• _Task requirements_
Only lines with the string "ParseError" are wanted. Pull them out of the data.

[Collected data]
* * * * * * * * *

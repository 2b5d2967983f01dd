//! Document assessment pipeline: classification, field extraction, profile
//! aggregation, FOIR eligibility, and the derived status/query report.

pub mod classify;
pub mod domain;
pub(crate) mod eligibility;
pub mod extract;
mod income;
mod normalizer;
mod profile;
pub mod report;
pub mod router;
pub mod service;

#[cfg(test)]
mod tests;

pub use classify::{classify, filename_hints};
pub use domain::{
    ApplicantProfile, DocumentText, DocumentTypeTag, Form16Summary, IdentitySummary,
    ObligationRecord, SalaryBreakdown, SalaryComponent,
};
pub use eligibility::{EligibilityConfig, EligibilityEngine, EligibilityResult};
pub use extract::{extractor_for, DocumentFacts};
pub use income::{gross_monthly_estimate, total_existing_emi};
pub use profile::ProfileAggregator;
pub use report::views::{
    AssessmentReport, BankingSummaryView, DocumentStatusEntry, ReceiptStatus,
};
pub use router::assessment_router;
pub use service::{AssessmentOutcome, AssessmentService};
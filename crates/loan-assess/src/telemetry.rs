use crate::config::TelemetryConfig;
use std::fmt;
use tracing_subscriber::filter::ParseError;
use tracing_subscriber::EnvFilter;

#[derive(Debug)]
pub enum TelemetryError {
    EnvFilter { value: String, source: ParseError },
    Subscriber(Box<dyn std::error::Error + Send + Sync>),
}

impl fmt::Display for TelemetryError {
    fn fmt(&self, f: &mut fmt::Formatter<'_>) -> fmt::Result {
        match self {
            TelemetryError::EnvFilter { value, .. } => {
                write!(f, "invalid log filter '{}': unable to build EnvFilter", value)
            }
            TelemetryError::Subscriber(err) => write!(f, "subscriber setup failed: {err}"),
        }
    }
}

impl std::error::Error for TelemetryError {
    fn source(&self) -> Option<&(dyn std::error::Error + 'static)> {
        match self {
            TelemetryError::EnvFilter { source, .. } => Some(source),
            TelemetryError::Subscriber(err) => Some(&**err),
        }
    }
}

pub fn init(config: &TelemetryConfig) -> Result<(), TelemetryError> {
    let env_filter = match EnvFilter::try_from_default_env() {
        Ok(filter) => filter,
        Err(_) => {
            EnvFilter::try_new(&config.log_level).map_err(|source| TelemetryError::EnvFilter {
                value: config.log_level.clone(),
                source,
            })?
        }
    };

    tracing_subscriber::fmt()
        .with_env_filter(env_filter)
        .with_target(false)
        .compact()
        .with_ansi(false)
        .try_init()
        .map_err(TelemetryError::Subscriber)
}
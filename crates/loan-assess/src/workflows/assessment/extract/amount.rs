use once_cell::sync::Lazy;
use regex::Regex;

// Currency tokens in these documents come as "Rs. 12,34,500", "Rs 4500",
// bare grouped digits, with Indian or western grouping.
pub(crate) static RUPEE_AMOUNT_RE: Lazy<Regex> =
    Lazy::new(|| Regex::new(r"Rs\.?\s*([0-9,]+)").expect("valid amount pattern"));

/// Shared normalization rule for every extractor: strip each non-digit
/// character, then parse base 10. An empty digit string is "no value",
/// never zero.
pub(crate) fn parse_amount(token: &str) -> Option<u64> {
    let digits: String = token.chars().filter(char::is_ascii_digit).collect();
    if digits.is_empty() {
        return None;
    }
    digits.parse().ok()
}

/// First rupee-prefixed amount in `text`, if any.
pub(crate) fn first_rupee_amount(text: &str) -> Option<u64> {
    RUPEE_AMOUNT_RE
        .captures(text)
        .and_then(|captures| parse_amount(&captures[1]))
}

* * * * * * * * *

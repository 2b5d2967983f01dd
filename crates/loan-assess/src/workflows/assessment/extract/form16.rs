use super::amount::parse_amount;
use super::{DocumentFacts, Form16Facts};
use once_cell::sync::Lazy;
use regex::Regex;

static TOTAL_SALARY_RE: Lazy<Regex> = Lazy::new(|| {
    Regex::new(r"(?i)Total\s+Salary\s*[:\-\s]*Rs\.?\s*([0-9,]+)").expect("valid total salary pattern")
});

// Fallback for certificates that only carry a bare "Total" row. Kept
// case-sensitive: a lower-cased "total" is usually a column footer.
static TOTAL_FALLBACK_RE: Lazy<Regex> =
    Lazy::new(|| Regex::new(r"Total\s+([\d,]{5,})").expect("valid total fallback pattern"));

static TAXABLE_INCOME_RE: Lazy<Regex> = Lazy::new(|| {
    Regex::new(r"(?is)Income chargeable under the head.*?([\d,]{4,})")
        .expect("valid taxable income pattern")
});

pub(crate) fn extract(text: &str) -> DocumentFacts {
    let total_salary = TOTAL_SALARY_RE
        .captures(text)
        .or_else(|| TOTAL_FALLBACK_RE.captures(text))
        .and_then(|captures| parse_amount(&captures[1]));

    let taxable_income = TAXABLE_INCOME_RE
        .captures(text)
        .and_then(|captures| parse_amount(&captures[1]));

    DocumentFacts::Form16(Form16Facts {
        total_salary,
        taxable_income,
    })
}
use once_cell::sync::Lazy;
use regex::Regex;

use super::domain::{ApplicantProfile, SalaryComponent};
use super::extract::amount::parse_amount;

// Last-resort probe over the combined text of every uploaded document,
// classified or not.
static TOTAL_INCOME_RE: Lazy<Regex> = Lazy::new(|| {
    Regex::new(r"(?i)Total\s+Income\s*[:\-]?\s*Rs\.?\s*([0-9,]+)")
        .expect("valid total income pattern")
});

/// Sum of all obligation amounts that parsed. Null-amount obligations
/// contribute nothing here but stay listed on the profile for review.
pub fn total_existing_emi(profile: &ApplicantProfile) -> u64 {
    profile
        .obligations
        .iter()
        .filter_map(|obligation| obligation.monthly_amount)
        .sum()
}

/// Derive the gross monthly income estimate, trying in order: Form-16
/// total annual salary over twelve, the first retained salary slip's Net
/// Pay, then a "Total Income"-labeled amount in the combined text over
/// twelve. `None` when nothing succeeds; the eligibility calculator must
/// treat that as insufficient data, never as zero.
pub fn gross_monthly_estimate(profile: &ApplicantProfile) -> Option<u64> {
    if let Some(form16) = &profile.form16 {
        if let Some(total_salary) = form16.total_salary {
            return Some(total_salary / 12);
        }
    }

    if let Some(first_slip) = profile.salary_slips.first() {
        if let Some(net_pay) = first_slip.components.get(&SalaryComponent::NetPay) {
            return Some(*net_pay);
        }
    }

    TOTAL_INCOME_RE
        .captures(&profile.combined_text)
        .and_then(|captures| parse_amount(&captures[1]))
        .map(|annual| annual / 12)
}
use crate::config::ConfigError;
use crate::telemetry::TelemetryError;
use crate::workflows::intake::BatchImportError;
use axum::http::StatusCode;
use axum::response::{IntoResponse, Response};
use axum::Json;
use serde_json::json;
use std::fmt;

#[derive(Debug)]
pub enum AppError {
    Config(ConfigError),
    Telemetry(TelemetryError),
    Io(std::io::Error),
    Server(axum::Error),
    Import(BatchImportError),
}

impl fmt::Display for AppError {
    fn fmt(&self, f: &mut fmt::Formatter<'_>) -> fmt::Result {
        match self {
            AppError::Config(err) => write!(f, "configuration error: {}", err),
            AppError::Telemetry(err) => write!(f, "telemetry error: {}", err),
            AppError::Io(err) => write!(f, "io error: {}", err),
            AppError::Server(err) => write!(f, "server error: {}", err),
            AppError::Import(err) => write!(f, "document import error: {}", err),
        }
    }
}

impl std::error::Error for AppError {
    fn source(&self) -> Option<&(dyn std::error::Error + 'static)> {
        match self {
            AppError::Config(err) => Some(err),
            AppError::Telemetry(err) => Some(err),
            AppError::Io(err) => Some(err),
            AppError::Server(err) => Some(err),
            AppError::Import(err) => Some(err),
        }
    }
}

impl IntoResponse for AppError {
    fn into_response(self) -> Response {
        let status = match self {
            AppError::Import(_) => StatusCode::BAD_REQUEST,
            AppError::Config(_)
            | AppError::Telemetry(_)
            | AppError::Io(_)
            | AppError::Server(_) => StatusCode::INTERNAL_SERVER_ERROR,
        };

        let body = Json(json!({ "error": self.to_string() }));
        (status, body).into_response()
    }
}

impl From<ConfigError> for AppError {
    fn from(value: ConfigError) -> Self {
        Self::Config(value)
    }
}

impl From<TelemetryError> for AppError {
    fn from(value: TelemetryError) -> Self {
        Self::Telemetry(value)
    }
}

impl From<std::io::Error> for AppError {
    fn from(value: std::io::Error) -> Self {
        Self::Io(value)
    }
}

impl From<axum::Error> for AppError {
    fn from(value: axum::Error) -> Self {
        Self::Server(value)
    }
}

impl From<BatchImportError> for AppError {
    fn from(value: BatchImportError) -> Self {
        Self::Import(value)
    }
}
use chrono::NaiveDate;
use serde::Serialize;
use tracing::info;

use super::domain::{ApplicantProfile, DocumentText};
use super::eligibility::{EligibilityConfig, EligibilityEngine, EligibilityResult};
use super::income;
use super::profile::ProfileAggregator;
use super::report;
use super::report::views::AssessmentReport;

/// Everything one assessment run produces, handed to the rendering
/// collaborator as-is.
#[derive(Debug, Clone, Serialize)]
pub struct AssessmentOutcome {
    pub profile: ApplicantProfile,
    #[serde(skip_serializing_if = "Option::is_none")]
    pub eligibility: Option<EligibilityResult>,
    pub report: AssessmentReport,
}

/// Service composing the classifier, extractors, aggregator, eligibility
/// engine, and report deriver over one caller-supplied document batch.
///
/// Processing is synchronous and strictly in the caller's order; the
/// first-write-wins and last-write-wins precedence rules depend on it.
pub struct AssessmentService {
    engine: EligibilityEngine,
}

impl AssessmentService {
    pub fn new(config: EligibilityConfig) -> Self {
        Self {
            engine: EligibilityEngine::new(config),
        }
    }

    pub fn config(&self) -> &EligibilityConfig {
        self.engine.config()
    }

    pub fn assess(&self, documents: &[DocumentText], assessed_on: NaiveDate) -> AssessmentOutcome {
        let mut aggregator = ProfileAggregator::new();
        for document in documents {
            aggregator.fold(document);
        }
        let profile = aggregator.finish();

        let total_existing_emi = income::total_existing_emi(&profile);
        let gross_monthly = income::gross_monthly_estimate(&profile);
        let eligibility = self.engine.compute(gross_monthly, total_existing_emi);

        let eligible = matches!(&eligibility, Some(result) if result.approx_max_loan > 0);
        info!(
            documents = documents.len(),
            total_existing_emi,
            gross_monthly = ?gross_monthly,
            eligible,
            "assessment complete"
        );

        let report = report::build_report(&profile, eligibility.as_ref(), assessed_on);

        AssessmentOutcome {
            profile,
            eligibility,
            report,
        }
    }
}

* * * * * * * * *

• _Task response_
use tracing_subscriber::filter::ParseError;
    EnvFilter { value: String, source: ParseError },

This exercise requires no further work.